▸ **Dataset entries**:
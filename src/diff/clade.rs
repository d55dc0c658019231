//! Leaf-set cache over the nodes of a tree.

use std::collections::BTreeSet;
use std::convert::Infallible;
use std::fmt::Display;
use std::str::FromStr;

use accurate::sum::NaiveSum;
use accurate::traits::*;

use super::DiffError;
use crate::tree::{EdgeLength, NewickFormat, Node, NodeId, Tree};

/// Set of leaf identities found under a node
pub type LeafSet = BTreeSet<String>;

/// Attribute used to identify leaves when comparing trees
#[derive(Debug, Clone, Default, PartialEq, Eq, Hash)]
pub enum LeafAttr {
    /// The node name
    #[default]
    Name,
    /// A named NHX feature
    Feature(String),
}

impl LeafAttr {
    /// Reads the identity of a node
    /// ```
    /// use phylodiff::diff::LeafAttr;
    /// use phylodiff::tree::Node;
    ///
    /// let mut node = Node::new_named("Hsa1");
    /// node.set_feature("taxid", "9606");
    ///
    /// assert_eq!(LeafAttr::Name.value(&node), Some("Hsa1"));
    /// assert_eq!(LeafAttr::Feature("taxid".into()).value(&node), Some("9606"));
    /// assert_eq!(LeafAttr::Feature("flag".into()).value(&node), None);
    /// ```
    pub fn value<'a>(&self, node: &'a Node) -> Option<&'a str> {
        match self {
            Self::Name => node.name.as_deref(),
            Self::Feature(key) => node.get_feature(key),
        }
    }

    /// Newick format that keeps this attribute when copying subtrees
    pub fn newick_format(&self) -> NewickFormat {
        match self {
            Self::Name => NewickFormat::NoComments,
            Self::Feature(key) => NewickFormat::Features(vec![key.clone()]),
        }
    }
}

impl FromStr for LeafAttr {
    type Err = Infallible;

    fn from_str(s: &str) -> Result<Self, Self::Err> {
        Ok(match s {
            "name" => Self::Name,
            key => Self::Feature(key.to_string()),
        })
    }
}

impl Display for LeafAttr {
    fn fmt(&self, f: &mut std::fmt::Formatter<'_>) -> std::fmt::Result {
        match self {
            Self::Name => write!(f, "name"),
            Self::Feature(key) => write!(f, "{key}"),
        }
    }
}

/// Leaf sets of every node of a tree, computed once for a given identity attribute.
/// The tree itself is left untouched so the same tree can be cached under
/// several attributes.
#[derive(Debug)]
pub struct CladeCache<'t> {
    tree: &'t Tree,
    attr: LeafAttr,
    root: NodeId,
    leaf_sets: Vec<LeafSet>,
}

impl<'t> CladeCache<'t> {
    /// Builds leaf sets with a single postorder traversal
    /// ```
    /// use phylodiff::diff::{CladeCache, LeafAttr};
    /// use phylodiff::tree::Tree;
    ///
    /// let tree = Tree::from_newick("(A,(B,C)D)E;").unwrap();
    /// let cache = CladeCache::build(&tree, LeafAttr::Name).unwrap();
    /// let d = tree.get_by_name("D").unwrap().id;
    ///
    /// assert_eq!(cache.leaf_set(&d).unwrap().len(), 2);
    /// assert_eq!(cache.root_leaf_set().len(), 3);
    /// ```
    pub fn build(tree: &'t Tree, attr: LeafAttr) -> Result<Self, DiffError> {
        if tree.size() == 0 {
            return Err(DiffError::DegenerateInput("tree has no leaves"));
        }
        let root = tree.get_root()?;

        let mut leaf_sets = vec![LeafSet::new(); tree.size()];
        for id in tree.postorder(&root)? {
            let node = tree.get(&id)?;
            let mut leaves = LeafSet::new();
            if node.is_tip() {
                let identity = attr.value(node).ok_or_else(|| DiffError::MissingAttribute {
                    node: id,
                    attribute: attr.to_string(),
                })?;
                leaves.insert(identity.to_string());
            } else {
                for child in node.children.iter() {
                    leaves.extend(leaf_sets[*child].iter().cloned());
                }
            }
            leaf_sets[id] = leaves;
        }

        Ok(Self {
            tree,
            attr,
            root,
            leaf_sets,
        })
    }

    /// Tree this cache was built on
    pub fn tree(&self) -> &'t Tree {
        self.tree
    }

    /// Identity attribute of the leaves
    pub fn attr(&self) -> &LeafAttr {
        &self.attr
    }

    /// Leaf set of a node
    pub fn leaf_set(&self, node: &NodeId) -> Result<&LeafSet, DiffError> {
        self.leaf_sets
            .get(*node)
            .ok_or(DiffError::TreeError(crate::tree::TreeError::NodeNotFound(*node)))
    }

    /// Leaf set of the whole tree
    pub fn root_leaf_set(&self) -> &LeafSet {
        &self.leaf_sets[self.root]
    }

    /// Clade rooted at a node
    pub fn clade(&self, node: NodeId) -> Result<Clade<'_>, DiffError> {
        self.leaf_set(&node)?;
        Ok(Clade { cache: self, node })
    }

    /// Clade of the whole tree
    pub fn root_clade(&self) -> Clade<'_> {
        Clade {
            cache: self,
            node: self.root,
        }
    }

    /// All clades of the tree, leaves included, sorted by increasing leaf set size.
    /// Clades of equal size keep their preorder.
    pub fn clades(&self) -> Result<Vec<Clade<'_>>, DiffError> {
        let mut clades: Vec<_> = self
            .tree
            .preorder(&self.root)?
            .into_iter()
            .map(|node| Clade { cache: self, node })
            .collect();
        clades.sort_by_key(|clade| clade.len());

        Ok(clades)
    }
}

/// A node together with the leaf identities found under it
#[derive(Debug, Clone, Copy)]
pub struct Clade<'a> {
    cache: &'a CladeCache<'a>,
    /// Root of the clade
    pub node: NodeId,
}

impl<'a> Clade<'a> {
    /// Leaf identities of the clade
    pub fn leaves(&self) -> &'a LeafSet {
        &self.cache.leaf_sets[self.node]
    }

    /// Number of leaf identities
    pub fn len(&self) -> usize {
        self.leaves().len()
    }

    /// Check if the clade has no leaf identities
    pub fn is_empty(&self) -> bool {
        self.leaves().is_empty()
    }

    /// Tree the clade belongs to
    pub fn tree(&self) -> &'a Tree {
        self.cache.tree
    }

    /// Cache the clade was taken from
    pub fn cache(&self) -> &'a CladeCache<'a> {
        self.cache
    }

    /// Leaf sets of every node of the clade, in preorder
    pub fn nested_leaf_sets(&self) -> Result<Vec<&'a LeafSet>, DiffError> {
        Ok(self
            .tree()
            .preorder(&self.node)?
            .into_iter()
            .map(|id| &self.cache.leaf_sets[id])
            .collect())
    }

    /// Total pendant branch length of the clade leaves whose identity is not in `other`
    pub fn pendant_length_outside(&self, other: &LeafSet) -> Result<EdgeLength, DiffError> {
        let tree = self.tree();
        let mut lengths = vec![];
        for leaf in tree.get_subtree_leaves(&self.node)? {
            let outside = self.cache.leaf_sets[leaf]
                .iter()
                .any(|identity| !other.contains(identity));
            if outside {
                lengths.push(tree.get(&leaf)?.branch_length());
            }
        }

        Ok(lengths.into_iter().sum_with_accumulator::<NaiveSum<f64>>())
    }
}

---

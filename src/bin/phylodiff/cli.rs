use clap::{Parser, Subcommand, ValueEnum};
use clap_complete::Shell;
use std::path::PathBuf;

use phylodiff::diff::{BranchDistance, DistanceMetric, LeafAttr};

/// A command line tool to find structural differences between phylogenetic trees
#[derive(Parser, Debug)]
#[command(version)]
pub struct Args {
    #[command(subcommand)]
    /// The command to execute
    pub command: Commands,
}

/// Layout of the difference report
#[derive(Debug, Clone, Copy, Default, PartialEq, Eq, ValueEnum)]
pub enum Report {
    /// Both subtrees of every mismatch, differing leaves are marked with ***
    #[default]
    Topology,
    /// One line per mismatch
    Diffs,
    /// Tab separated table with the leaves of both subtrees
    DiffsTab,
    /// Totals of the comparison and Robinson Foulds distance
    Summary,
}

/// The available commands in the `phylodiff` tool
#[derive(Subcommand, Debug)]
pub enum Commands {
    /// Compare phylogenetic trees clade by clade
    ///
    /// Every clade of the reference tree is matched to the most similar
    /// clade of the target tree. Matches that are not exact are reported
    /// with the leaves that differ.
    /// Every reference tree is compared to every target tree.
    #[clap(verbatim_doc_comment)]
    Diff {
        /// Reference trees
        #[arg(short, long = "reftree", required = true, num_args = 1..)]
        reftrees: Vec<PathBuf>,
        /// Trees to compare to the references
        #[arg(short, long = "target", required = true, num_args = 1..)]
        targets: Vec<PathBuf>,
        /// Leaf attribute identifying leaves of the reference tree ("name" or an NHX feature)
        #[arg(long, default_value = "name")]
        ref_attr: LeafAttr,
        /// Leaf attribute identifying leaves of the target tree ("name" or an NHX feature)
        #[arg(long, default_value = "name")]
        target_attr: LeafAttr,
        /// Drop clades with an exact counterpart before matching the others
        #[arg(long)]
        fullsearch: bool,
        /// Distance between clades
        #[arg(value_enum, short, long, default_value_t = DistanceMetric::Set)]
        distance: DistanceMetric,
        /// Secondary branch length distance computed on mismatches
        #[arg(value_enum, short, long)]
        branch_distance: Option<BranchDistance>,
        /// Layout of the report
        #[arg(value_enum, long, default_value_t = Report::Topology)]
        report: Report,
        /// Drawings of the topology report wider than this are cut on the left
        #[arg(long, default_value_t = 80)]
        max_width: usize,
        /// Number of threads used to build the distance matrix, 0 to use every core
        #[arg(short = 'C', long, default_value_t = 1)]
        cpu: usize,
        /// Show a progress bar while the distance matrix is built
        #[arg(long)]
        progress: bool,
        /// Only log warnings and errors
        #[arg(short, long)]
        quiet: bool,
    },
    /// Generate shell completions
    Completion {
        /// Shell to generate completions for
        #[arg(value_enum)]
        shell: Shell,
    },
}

---

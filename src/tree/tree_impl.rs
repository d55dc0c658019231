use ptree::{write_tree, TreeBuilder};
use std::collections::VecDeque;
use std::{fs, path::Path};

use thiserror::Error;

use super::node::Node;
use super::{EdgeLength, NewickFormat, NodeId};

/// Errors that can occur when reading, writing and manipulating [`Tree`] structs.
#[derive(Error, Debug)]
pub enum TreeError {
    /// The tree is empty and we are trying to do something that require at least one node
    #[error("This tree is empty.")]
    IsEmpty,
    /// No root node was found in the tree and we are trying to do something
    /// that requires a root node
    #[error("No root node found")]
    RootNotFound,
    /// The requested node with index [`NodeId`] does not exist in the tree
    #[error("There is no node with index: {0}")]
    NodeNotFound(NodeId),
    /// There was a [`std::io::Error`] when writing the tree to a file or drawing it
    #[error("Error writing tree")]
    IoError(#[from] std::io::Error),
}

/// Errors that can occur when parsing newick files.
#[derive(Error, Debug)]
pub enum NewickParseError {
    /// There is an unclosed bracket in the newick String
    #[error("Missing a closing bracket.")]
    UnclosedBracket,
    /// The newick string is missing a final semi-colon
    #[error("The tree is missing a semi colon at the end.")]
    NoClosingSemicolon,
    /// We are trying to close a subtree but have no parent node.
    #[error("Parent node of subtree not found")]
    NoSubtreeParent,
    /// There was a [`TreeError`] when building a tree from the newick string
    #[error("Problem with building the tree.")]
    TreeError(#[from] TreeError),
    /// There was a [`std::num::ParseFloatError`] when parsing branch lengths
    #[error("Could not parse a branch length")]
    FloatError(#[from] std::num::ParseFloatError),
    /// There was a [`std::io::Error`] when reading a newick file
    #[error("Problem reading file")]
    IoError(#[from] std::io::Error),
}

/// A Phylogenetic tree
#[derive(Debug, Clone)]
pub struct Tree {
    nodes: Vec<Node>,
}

▸ **Description of the task**: Search the entries above for "occur". Show every line that has it.

▸ **Expected answer**:
/// Errors that can occur when reading, writing and manipulating [`Tree`] structs.
/// Errors that can occur when parsing newick files.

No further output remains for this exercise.